Моряки на миг повернулись к говорившему и опять замерли в угрюмом молчании. Да, оставлять Тамань было до боли обидно. Дрались за нее, не думая, что придется уходить.

Вспомнились подробности последних часов перед эвакуацией. Взрывали так хорошо служившие нам батареи береговой обороны. Спешно уничтожали на токах совхоза намолоченное зерно — нельзя было оставлять врагу. Что с ним сделать — не могли сразу и сообразить. Поджечь невозможно. Закладывали в горы зерна динамит, взрывали. Сыпучая масса вздымалась фонтаном и снова ложилась, словно нетронутая. Взрывали еще раз, перемешивая зерно с горелой трухой и землей.

Жители совхозного поселка стояли тут же, молча смотрели, как гибнет добро, взращенное их руками. Роняли слезы. У пожилой женщины вырвалось:

— Что же вы, товарищи… Вроде немало вас тут, неужто не могли постоять еще за Тамань!.. Нас — то бросаете?

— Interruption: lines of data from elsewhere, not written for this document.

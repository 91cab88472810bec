//! # Tutorcache
//!
//! A client-side response cache for the tutoring marketplace REST API.
//!
//! It keeps users, tutors, bookings, messages and the rest of the marketplace's
//! resources consistent in memory without any server push channel:
//!
//! - **Stale-while-revalidate**: stale entries are served instantly while a single
//!   background refetch updates them
//! - **Per-resource policies**: each resource type has its own stale and cache times
//! - **Mutation-driven invalidation**: a `PUT /tutors/7` clears every tutor-shaped
//!   entry plus directly related resources (tutor profiles, favorites)
//! - **Bounded size**: an age ceiling plus LRU eviction keep the store below `max_size`
//! - **Optimistic updates**: show the result of a mutation before the server confirms it
//!
//! ## Quick Start
//!
//! ```rust
//! use serde_json::json;
//! use tutorcache::prelude::*;
//!
//! # #[tokio::main(flavor = "current_thread")]
//! # async fn main() {
//! let cache: SwrCache<Vec<String>> = SwrCache::new(CacheSettings::default());
//!
//! // Miss: the fetcher runs and its result is cached
//! let tutors = cache
//!     .fetch_request("/tutors", Some(&json!({"subject": "math"})), || async {
//!         Ok::<_, String>(vec!["Ada".to_string()])
//!     })
//!     .await
//!     .unwrap();
//! assert_eq!(tutors, vec!["Ada".to_string()]);
//!
//! let key = cache_key("/tutors", Some(&json!({"subject": "math"})));
//! assert!(cache.get(&key).is_fresh());
//!
//! // A tutor changed on the server
//! cache.invalidate_on_mutation("/tutors/1", HttpMethod::Put);
//! assert!(!cache.contains_key(&key));
//! # }
//! ```
//!
//! ## Optimistic Updates
//!
//! ```rust
//! use tutorcache::prelude::*;
//!
//! let store = CacheStore::new(CacheSettings::default());
//! store.set("/favorites:{}", vec![1u64], Some(ResourceType::Favorites));
//!
//! let undo = store.optimistic_update(
//!     "/favorites:{}",
//!     |current| {
//!         let mut ids = current.cloned().unwrap_or_default();
//!         ids.push(2);
//!         ids
//!     },
//!     Some(ResourceType::Favorites),
//! );
//! assert_eq!(store.get("/favorites:{}").data, Some(vec![1, 2]));
//!
//! // The POST failed
//! undo.rollback();
//! assert_eq!(store.get("/favorites:{}").data, Some(vec![1]));
//! ```
//!
//! ## Configuration
//!
//! Store-wide settings and per-resource policies can be loaded from TOML with
//! [`CacheSettings::from_toml_str`] or [`CacheSettings::from_toml_file`]:
//!
//! ```rust
//! use tutorcache::{CacheSettings, ResourceType};
//!
//! let settings = CacheSettings::from_toml_str(
//!     r#"
//!     max_size = 200
//!
//!     [policies.bookings]
//!     stale_time_ms = 15000
//!     cache_time_ms = 60000
//!     "#,
//! )
//! .unwrap();
//! assert_eq!(settings.policy_for(Some(ResourceType::Bookings)).stale_time_ms, 15_000);
//! ```
//!
//! ## Statistics
//!
//! With the default `stats` feature every store counts hits, stale hits, misses,
//! evictions, invalidations and revalidations, available via `CacheStore::stats()`.

pub use tutorcache_core::*;

pub use tutorcache_async::SwrCache;

/// Prelude module for convenient imports
pub mod prelude {
    pub use crate::SwrCache;
    pub use tutorcache_core::{
        cache_key, cache_key_for, CacheConfig, CacheLookup, CacheSettings, CacheStore,
        HttpMethod, ResourceType, Rollback,
    };

    #[cfg(feature = "stats")]
    pub use tutorcache_core::CacheStats;
}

Кажется, лучше сквозь землю провалиться, чем слушать такое. А ответить можно было одно:

— Война… Отстоим Кавказ — вернемся и на Тамань!

Новое огорчение принесла эвакуация нашему шоферу Грише Середе. На Тамани он получил другую легковую машину, сам ее подремонтировал и был ею очень доволен. Когда началась эвакуация, Григорий подъехал поближе к берегу и нетерпеливо ждал, когда ему разрешат двинуться на корабль. Я жестом позвал его к себе. Он быстро подкатил, распахнул дверцу, приглашая меня в машину.

— Нет, — говорю, — вылезай. Жги машину!

Тут только он понял, какую жертву должен принести, и я увидел на лице этого невозмутимого обычно парня страшное отчаяние. Середа крутился вокруг меня, чуть не плача, умоляя взять машину на корабль. Но такой возможности у нас не было — хватало грузов поважнее. Я молчал, выжидающе смотрел на шофера.